Google, a leading search engine, fixed a newly discovered and actively exploited zero-day vulnerability in its Chrome web browser on Friday.
The high-severity problem affects a type confusion bug in the V8 JavaScript engine and is tagged as CVE-2022-4262. On November 29, 2022, Clement Lecigne of Google’s Threat Analysis Group (TAG) is credited for reporting the problem.
Threat actors might take advantage of type confusion flaws to execute arbitrary code, crash, or get access to out-of-bounds memory.
According to the NIST’s National Vulnerability Database, the flaw permits a “remote attacker to potentially exploit heap corruption via a crafted HTML page.”
Google confirmed that the vulnerability was being actively exploited but chose not to provide more details in order to discourage further abuse.
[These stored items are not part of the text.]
//! # Compaction Module
//!
//! Implements three compaction strategies for the LSM storage engine:
//!
//! ## Minor Compaction (Size-Tiered)
//!
//! Groups SSTables into **size buckets** and merges similarly-sized tables
//! when a bucket exceeds `min_threshold` entries. Deduplicates point entries
//! (keeps highest LSN per key) but **preserves all tombstones** — both point
//! and range — because other SSTables outside the merge set may still hold
//! covered data.
//!
//! ## Tombstone Compaction (Per-SSTable GC)
//!
//! Rewrites a single SSTable to remove **point tombstones** that are provably
//! unnecessary. Uses bloom filters on other SSTables to determine safety:
//!
//! - If no other SSTable's bloom says "maybe" for the key → drop the tombstone.
//! - If bloom says "maybe" and `tombstone_bloom_fallback = true` → do actual `get()`
//!   to resolve false positives.
//! - If `tombstone_range_drop = true` → scan older SSTables to check
//!   whether a range tombstone still covers any live keys.
//!
//! ## Major Compaction (Full Merge)
//!
//! User-triggered via `Engine::major_compact()`. Merges **all** SSTables into
//! one, applying range tombstones actively to suppress covered point entries.
//! All spent tombstones (both point and range) are dropped from the output
//! since the entire SSTable set is merged — no data can resurrect.
//!
//! ## Code organization
//!
//! The module separates strategy-specific logic (bucketing, selection) from
//! shared execution primitives (merge, dedup, build). This allows future
//! strategies (e.g., leveled compaction) to reuse the merge/build plumbing.

pub mod stcs;

use std::sync::Arc;

use crate::engine::RangeTombstone;
pub use crate::engine::utils::MergeIterator;
use crate::engine::utils::Record;
use crate::sstable::{self, PointEntry, SSTable, SSTableError};

use crate::engine::{EngineConfig, SSTABLE_DIR};
use crate::manifest::{Manifest, ManifestError, ManifestSstEntry};
use tracing::{debug, info};

// ------------------------------------------------------------------------------------------------
// CompactionStrategy trait
// ------------------------------------------------------------------------------------------------

/// A uniform interface for compaction strategies.
///
/// Each strategy receives the current set of SSTables (by reference), a
/// mutable manifest for atomic metadata updates, the data directory, and
/// the engine configuration. It returns:
///
/// - `Ok(Some(result))` — compaction was performed; the caller should
///   update in-memory state using [`CompactionResult`].
/// - `Ok(None)` — nothing to compact (thresholds not met, etc.).
pub trait CompactionStrategy {
    /// Execute one round of compaction, if the strategy's preconditions
    /// are met. Implementations must be idempotent — calling when there
    /// is nothing to do should simply return `Ok(None)`.
    fn compact(
        &self,
        sstables: &[Arc<SSTable>],
        manifest: &mut Manifest,
        data_dir: &str,
        config: &EngineConfig,
    ) -> Result<Option<CompactionResult>, CompactionError>;
}

// ------------------------------------------------------------------------------------------------
// CompactionStrategyType — config-level strategy selector
// ------------------------------------------------------------------------------------------------

/// Selects which compaction strategy family the engine should use.
///
/// Stored in [`EngineConfig`](crate::engine::EngineConfig) and used by the
/// engine to obtain the concrete strategy implementations for minor,
/// tombstone, and major compaction.
///
/// # Example
///
/// ```rust
/// use ldpstore::compaction::CompactionStrategyType;
/// use ldpstore::engine::EngineConfig;
///
/// let config = EngineConfig {
///     write_buffer_size: 4 * 1024 * 1024,
///     compaction_strategy: CompactionStrategyType::Stcs,
///     bucket_low: 0.5,
///     bucket_high: 1.5,
///     min_sstable_size: 50,
///     min_threshold: 4,
///     max_threshold: 32,
///     tombstone_ratio_threshold: 0.3,
///     tombstone_compaction_interval: 0,
///     tombstone_bloom_fallback: true,
///     tombstone_range_drop: true,
///     thread_pool_size: 2,
/// };
/// ```
#[derive(Debug, Clone, Copy, PartialEq, Eq, serde::Serialize, serde::Deserialize)]
pub enum CompactionStrategyType {
    /// Size-Tiered Compaction Strategy (STCS).
    ///
    /// Groups SSTables into size buckets and merges similarly-sized tables.
    /// Good for write-heavy workloads with moderate space amplification.
    Stcs,
}

impl Default for CompactionStrategyType {
    fn default() -> Self {
        Self::Stcs
    }
}

impl CompactionStrategyType {
    /// Returns the minor compaction strategy for this family.
    pub fn minor(&self) -> Box<dyn CompactionStrategy> {
        match self {
            Self::Stcs => Box::new(stcs::MinorCompaction),
        }
    }

    /// Returns the tombstone compaction strategy for this family.
    pub fn tombstone(&self) -> Box<dyn CompactionStrategy> {
        match self {
            Self::Stcs => Box::new(stcs::TombstoneCompaction),
        }
    }

    /// Returns the major compaction strategy for this family.
    pub fn major(&self) -> Box<dyn CompactionStrategy> {
        match self {
            Self::Stcs => Box::new(stcs::MajorCompaction),
        }
    }
}

// ------------------------------------------------------------------------------------------------
// Shared types
// ------------------------------------------------------------------------------------------------

/// Result of a compaction execution — enough information to update the
/// manifest and in-memory SSTable list.
pub struct CompactionResult {
    /// SSTable IDs that were consumed (to be removed from manifest).
    pub removed_ids: Vec<u64>,

    /// Path of the newly built SSTable (if any). `None` when all entries
    /// were eliminated (e.g., all tombstones dropped in major compaction).
    pub new_sst_path: Option<String>,

    /// The ID allocated for the new SSTable (if one was produced).
    pub new_sst_id: Option<u64>,
}

// ------------------------------------------------------------------------------------------------
// Dedup logic — shared between minor and tombstone compaction
// ------------------------------------------------------------------------------------------------

/// Deduplicates a merge iterator stream into separate point entries
/// and range tombstones.
///
/// For each unique key, keeps only the version with the highest LSN.
/// **All tombstones (point and range) are preserved** — this is safe
/// for minor compaction where other SSTables may hold covered data.
pub fn dedup_records(
    merge_iter: impl Iterator<Item = Record>,
) -> (Vec<PointEntry>, Vec<RangeTombstone>) {
    let mut point_entries = Vec::new();
    let mut range_tombstones = Vec::new();
    let mut last_key: Option<Vec<u8>> = None;

    for record in merge_iter {
        match record {
            Record::RangeDelete {
                start,
                end,
                lsn,
                timestamp,
            } => {
                range_tombstones.push(RangeTombstone {
                    start,
                    end,
                    lsn,
                    timestamp,
                });
            }
            Record::Put {
                key,
                value,
                lsn,
                timestamp,
            } => {
                if last_key.as_ref() == Some(&key) {
                    continue; // Older version — skip
                }
                last_key = Some(key.clone());
                point_entries.push(PointEntry {
                    key,
                    value: Some(value),
                    lsn,
                    timestamp,
                });
            }
            Record::Delete {
                key,
                lsn,
                timestamp,
            } => {
                if last_key.as_ref() == Some(&key) {
                    continue; // Older version — skip
                }
                last_key = Some(key.clone());
                point_entries.push(PointEntry {
                    key,
                    value: None,
                    lsn,
                    timestamp,
                });
            }
        }
    }

    (point_entries, range_tombstones)
}

// ------------------------------------------------------------------------------------------------
// Helpers
// ------------------------------------------------------------------------------------------------

/// Creates scan iterators for the given SSTables covering their full key range.
///
/// Computes the min/max key bounds across all selected SSTables and returns
/// a vec of boxed iterators that can be fed into [`MergeIterator`].
///
/// The returned iterators borrow the SSTables; iteration is **streaming**
/// (block-by-block via mmap) so only one data block per SSTable is
/// resident in memory at a time.
pub fn full_range_scan_iters<'a>(
    sstables: &'a [&'a SSTable],
) -> Result<Vec<Box<dyn Iterator<Item = Record> + 'a>>, SSTableError> {
    if sstables.is_empty() {
        return Ok(Vec::new());
    }

    // Compute scan bounds from properties.
    let min_key = sstables
        .iter()
        .map(|s| &s.properties.min_key)
        .min()
        .ok_or_else(|| SSTableError::Internal("empty sstables in full_range_scan".into()))?
        .clone();

    let mut max_key = sstables
        .iter()
        .map(|s| &s.properties.max_key)
        .max()
        .ok_or_else(|| SSTableError::Internal("empty sstables in full_range_scan".into()))?
        .clone();
    // Extend max_key past the actual max key to make it exclusive.
    max_key.push(0xFF);

    let mut iters: Vec<Box<dyn Iterator<Item = Record> + 'a>> = Vec::new();
    for sst in sstables {
        let scan = sst.scan(&min_key, &max_key)?;
        iters.push(Box::new(scan));
    }

    Ok(iters)
}

// ------------------------------------------------------------------------------------------------
// Shared error type
// ------------------------------------------------------------------------------------------------

/// Unified error type for all compaction strategies.
#[derive(Debug, thiserror::Error)]
pub enum CompactionError {
    #[error("SSTable error: {0}")]
    SSTable(#[from] SSTableError),

    #[error("Manifest error: {0}")]
    Manifest(#[from] ManifestError),

    #[error("I/O error: {0}")]
    Io(#[from] std::io::Error),
}

// ------------------------------------------------------------------------------------------------
// Finalize — shared build + manifest + cleanup
// ------------------------------------------------------------------------------------------------

/// Builds a new SSTable from the given entries, atomically updates the
/// manifest, and deletes old SSTable files.
///
/// If both `point_entries` and `range_tombstones` are empty, no new SSTable
/// is produced — old SSTables are simply removed.
///
/// This is the common tail shared by minor, tombstone, and major compaction.
pub(crate) fn finalize_compaction(
    manifest: &mut Manifest,
    data_dir: &str,
    removed_ids: Vec<u64>,
    point_entries: Vec<PointEntry>,
    range_tombstones: Vec<RangeTombstone>,
) -> Result<CompactionResult, CompactionError> {
    use std::fs;
    use std::path::PathBuf;

    if point_entries.is_empty() && range_tombstones.is_empty() {
        // Nothing survived — just remove old SSTables from manifest.
        info!(
            removed_count = removed_ids.len(),
            ?removed_ids,
            "finalize: all entries eliminated, removing old SSTables"
        );
        manifest.apply_compaction(Vec::new(), removed_ids.clone())?;
        manifest.checkpoint()?;

        for id in &removed_ids {
            let path = format!("{}/{}/{:06}.sst", data_dir, SSTABLE_DIR, id);
            if let Err(e) = fs::remove_file(&path) {
                tracing::warn!(id, %e, "failed to remove old SSTable file during compaction");
            }
        }

        return Ok(CompactionResult {
            removed_ids,
            new_sst_path: None,
            new_sst_id: None,
        });
    }

    // Build new SSTable.
    let new_sst_id = manifest.allocate_sst_id()?;
    let new_sst_path = format!("{}/{}/{:06}.sst", data_dir, SSTABLE_DIR, new_sst_id);

    let point_count = point_entries.len();
    let range_count = range_tombstones.len();

    debug!(
        new_sst_id,
        point_count,
        range_count,
        removed_count = removed_ids.len(),
        path = %new_sst_path,
        "finalize: building new SSTable"
    );

    sstable::SstWriter::new(&new_sst_path).build(
        point_entries.into_iter(),
        point_count,
        range_tombstones.into_iter(),
        range_count,
    )?;

    // Atomic manifest update: add new, remove old.
    let new_entry = ManifestSstEntry {
        id: new_sst_id,
        path: PathBuf::from(&new_sst_path),
    };
    manifest.apply_compaction(vec![new_entry], removed_ids.clone())?;
    manifest.checkpoint()?;

    // Delete old SSTable files.
    for id in &removed_ids {
        let path = format!("{}/{}/{:06}.sst", data_dir, SSTABLE_DIR, id);
        if let Err(e) = fs::remove_file(&path) {
            tracing::warn!(id, %e, "failed to remove old SSTable file during compaction");
        }
    }

    Ok(CompactionResult {
        removed_ids,
        new_sst_path: Some(new_sst_path),
        new_sst_id: Some(new_sst_id),
    })
}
The fourth actively exploited type confusion flaw that Google has fixed since the year’s beginning is CVE-2022-4262.
Additionally, it’s the ninth zero-day vulnerability in Chrome that users have seen in the wild in 2022.
To reduce dangerous threats, users are advised to update to versions 108.0.5359.94 for macOS and Linux and 108.0.5359.94/.95 for Windows as soon as possible.
As soon as the solutions become available, users of Chromium-based browsers like Microsoft Edge, Brave, Opera, and Vivaldi are encouraged to install them.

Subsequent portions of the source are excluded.